Портрет Виталия Соломина мне захотелось написать еще четверть века назад, когда он одну за другой сыграл три роли, явившие нам нового артиста. До этого почти полтора десятилетия Соломин регулярно появлялся в фильмах и спектаклях, играя милых современных молодых людей — обаятельных, точно ощущающих современные ритмы и интонации, способных мгновенно вызывать доверие зала, восполняя пробелы драматургии. Поэтому и начинаться портрет должен был услышанным в одной компании диалогом:
— Вы знаете актера Соломина?
— Который «Адъютант его превосходительства»?
— Нет, другого.
— Другого?.. А, знаю! В «Женщинах» который? да? Беленький такой, хорошенький...
Интересно, какой процент нынешних зрителей вспомнит замечательный фильм «Женщины»? Да и вообще такой диалог сегодня немыслим. «Который «Адъютант его превосходительства» — Юрий Мефодьевич Соломин — стал с тех пор тем, «который Славин из «ТАСС уполномочен заявить», Арсеньев из «Дерсу Узала» самого Куросавы», сыграл на сцене Малого дядю Ваню, царя Федора Иоанно-вича... А чтобы представить его младшего брата, Виталия Мефодьевича, давно уже не надо напрягать память. Можно привести большой список ролей, речь о некоторых — впереди. Но кто не улыбнется при упоминании доктора Ватсона из остроумного, изящного телефильма о Шерлоке Холмсе и его друге? Фильма с идеальным актерским ансамблем, музыкой, антуражем — всем, что создало куда более «всамделишную» и очаровательную «викторианскую Англию», чем она была в действительности. «Английская» чопорность соломинского Ватсона, военная выправка, немыслимая серьезность в комических ситуациях — все это стало частью превосходного дуэта с Холмсом — Ливановым и частью нашей духовной жизни.
Но это было потом. А вначале шли годы, множились роли в театре и кино, а невысказанность мучила — теперь это понятно. Кажется, именно в то время Соломин попытался реализоваться в ином жанре — сделал программу романсов. Впрочем, это не могло утолить актерского голода по настоящей работе. Бесцветность драматургического материала удручала — это стало понятно, когда появилось «настоящее». Среди множества ролей «раннего» Соломина был, правда, Кирилл в фильме «Старшая сестра» — «роль второго плана», как сказали бы сегодня. Но важная, да нет — просто необходимая, как любая роль, написанная Александром Володиным. Неизвестно, сколько автобиографического в Кирилле от самого драматурга, щедро раздававшего своим героям черты собственной судьбы и характера, но только на сей раз недостаточно говорить о «милом, обаятельном» Соломине. Кирилл был и талантливым, и безрассудно честным, и страдающим. Это был один из незаурядных «технарей» конца 60-х, которые двинули вперед и «физику», и «лирику». Но менялись времена, и такой Кирилл потом — двадцать, тридцать лет спустя — мог стать Вадимом Дашковым, другим киногероем Соломина из культовой «Зимней вишни». Да, когда-то отчаянно смелым и честным, полным идей, а ныне тратящим былой талант на правку очередного доклада нелюбимой жены, хронически врущим, хронически уставшим, попадающим в нелепейшие ситуации от привычки к безволию — наследственной болезни русских интеллигентов. Соломин всегда остро и точно показывает «героя нашего времени». А уж какое время, такой и герой.

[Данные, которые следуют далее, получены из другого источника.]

use tokio::sync::broadcast;
use tracing::{error, info};

#[cfg(unix)]
use tokio::signal::unix::{signal, SignalKind};

/// Shutdown signal types
#[derive(Debug, Clone, Copy, PartialEq, Eq)]
pub enum ShutdownSignal {
    /// Graceful shutdown (drain connections, close the store)
    Graceful,
}

/// Setup signal handlers for the server
///
/// Returns a broadcast sender for shutdown signals and a join handle for the
/// signal task. SIGTERM and SIGINT both trigger a graceful shutdown.
#[cfg(unix)]
pub fn setup_signal_handlers() -> (
    broadcast::Sender<ShutdownSignal>,
    tokio::task::JoinHandle<()>,
) {
    let (shutdown_tx, _) = broadcast::channel(16);
    let tx_clone = shutdown_tx.clone();

    let handle = tokio::spawn(async move {
        let (mut sigterm, mut sigint) = match (
            signal(SignalKind::terminate()),
            signal(SignalKind::interrupt()),
        ) {
            (Ok(term), Ok(int)) => (term, int),
            (Err(e), _) | (_, Err(e)) => {
                error!("Failed to install signal handlers: {}", e);
                return;
            }
        };

        tokio::select! {
            _ = sigterm.recv() => {
                info!("SIGTERM received, initiating graceful shutdown");
            }
            _ = sigint.recv() => {
                info!("SIGINT received, initiating graceful shutdown");
            }
        }
        let _ = tx_clone.send(ShutdownSignal::Graceful);
    });

    (shutdown_tx, handle)
}

/// Non-unix fallback - only Ctrl+C is supported
#[cfg(not(unix))]
pub fn setup_signal_handlers() -> (
    broadcast::Sender<ShutdownSignal>,
    tokio::task::JoinHandle<()>,
) {
    let (shutdown_tx, _) = broadcast::channel(16);
    let tx_clone = shutdown_tx.clone();

    let handle = tokio::spawn(async move {
        match tokio::signal::ctrl_c().await {
            Ok(()) => {
                info!("Ctrl+C received, initiating shutdown");
                let _ = tx_clone.send(ShutdownSignal::Graceful);
            }
            Err(e) => {
                error!("Failed to listen for Ctrl+C: {}", e);
            }
        }
    });

    (shutdown_tx, handle)
}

Он до жути современен. Время — «печенкой чует». Потому и Чацкий его стал представителем блестящей молодежи не только первой четверти XIX века, когда была написана пьеса, но и 70-х годов века двадцатого, когда великая комедия была в очередной раз поставлена на сцене Малого. Он был одним из «рассерженных» юношей, разочарованных в жизни из-за тотального вранья «старших» и не желающих участвовать во всеобщем пошлом фарсе. У них — умные головы, тонкие души и часто эпатирующее поведение. У них — детская доверчивость к тем, кто кажется «своим». И злой скепсис, когда «свои» оказываются «как все». Страстная жажда любви — и мизантропия... Были тогда, в 70-х, эти мальчики — яркие, интересные. И вот на сцену Малого один из таких — по имени Александр Андреич Чацкий — выбежал, споткнулся, упал, засмеялся и мгновенно очаровал всех зрителей спектакля «Горе от ума». Все в нем было узнаваемо — от максимализма вперемежку с умной иронией до маленьких круглых очков. Какие носил не только Грибоедов (что поспешили отметить все критики), но и еще живой тогда Джон Леннон, а также те «сердитые» мальчики с хрупкими душами, что в год премьеры «Горя...» переписывали песни «Битлз» с дисков, чудом провезенных через границу... Эту «родовую связь» почувствовала театральный критик И. Вишневская, не одно десятилетие преподававшая в Литературном институте и потому ежедневно встречавшаяся с двадцатилетними интеллектуалами той поры в аудитории. Одетый точно по моде XIX века Соломин — Чацкий привиделся ей «в какой-то замшево-кожаной куртке, чуть ли не в современном свитере...».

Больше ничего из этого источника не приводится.